Neural correlates of impulsive responding in borderline personality disorder: ERP evidence for reduced action monitoring

Abstract

Patients with borderline personality disorder (BPD) are characterized by marked impulsive behaviour. The impulsive response style of patients with BPD may be associated with diminished action monitoring, which can be investigated by measuring the error-related negativity (ERN). The ERN is an ERP component generated in the anterior cingulate cortex (ACC) following erroneous responses. Behavioural and ERP measurements were obtained during performance on a speeded two-choice reaction task in a group of patients with BPD (N = 12) and in a group of age-matched controls (N = 12). The ERP results showed that ERN amplitudes were reduced for patients with BPD, as were the P300 amplitudes after late feedback. The behavioural results confirmed a more impulsive response style for the BPD group, reflected in larger RT differences between correct and incorrect responses and in an increase in erroneous responses to the easy congruent stimuli.
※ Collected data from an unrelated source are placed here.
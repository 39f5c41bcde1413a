//! Import statement extraction for Python-family files.

use std::sync::OnceLock;

use regex::Regex;

use crate::models::FileType;

#[allow(clippy::expect_used)]
fn import_regex() -> &'static Regex {
    static IMPORT: OnceLock<Regex> = OnceLock::new();
    IMPORT.get_or_init(|| {
        Regex::new(r"^(?:import\s+[\w.]+|from\s+[\w.]+\s+import\s+.+)")
            .expect("Invalid import pattern")
    })
}

/// Extracts statement-leading import forms from python/pyspark/notebook
/// content, one entry per matching line.
///
/// First-appearance order is preserved and duplicates are retained; the
/// aggregator counts occurrences, so collapsing here would skew totals.
pub fn extract(content: &str, file_type: FileType) -> Vec<String> {
    if !matches!(
        file_type,
        FileType::Python | FileType::Pyspark | FileType::DatabricksNotebook
    ) {
        return Vec::new();
    }

    content
        .lines()
        .map(str::trim)
        .filter(|line| import_regex().is_match(line))
        .map(ToOwned::to_owned)
        .collect()
}

#[cfg(test)]
mod tests {
    use super::*;

    #[test]
    fn test_both_import_forms() {
        let content = "import os\nfrom pyspark.sql import SparkSession\nx = 1\n";
        let imports = extract(content, FileType::Pyspark);
        assert_eq!(
            imports,
            vec![
                "import os".to_string(),
                "from pyspark.sql import SparkSession".to_string(),
            ]
        );
    }

    #[test]
    fn test_indented_imports_trimmed_and_matched() {
        let content = "def f():\n    import json\n    return json\n";
        let imports = extract(content, FileType::Python);
        assert_eq!(imports, vec!["import json".to_string()]);
    }

    #[test]
    fn test_duplicates_retained_in_order() {
        let content = "import os\nimport sys\nimport os\n";
        let imports = extract(content, FileType::Python);
        assert_eq!(imports, vec!["import os", "import sys", "import os"]);
    }

    #[test]
    fn test_non_python_types_skipped() {
        let content = "import os\n";
        assert!(extract(content, FileType::Sql).is_empty());
        assert!(extract(content, FileType::Config).is_empty());
        assert!(extract(content, FileType::Unknown).is_empty());
    }

    #[test]
    fn test_mid_line_import_not_matched() {
        let content = "result = importlib.import_module('x')\n# import nothing\n";
        assert!(extract(content, FileType::Python).is_empty());
    }
}
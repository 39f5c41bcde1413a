//! Classification, connector detection and aggregation engine for
//! DataScout.
//!
//! This crate holds the analysis pipeline shared by the scanner binary:
//! pattern configuration, file-type classification, connector
//! identification, lexical SQL object extraction, per-file analysis and
//! the aggregation fold that produces a [`models::ScanReport`].
//!
//! # Architecture
//! - Data-driven detection: connectors are immutable pattern records
//!   iterated uniformly, not trait objects.
//! - An explicit ordered pipeline of pure stages with typed
//!   intermediates, each independently testable.
//! - Fail-isolation: one file's analysis failure is recorded as data on
//!   its record and can never abort or corrupt the rest of the scan.

pub mod aggregate;
pub mod analyzer;
pub mod classify;
pub mod connectors;
pub mod error;
pub mod imports;
pub mod logging;
pub mod models;
pub mod patterns;
pub mod sql_objects;

// Re-export commonly used types
pub use aggregate::ReportBuilder;
pub use analyzer::Analyzer;
pub use error::{DataScoutError, Result};
pub use logging::init_logging;
pub use models::{
    ConnectorHit, ConnectorSummaryEntry, ConnectorType, DetectionMethod, FileError, FileErrorKind,
    FileMeta, FileRecord, FileType, ImportSummary, ProjectStatistics, ScanMetadata, ScanReport,
    SqlObjectKind, SqlObjectRef, SqlObjectsSummary, SqlOperation,
};
pub use patterns::PatternSet;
Additionally, analyses on post-error congruency effects demonstrated that controls adjusted their behaviour following errors, but patients with BPD did not. The attenuated ERNs indicate reduced action monitoring in patients with BPD. This suggests that the ACC, or the action-monitoring network it is part of, is not functioning optimally. Due to this reduced action monitoring, patients with BPD do not learn from their errors as well as controls. Consequently, they do not adjust their behaviour when necessary and thus maintain their impulsive response style.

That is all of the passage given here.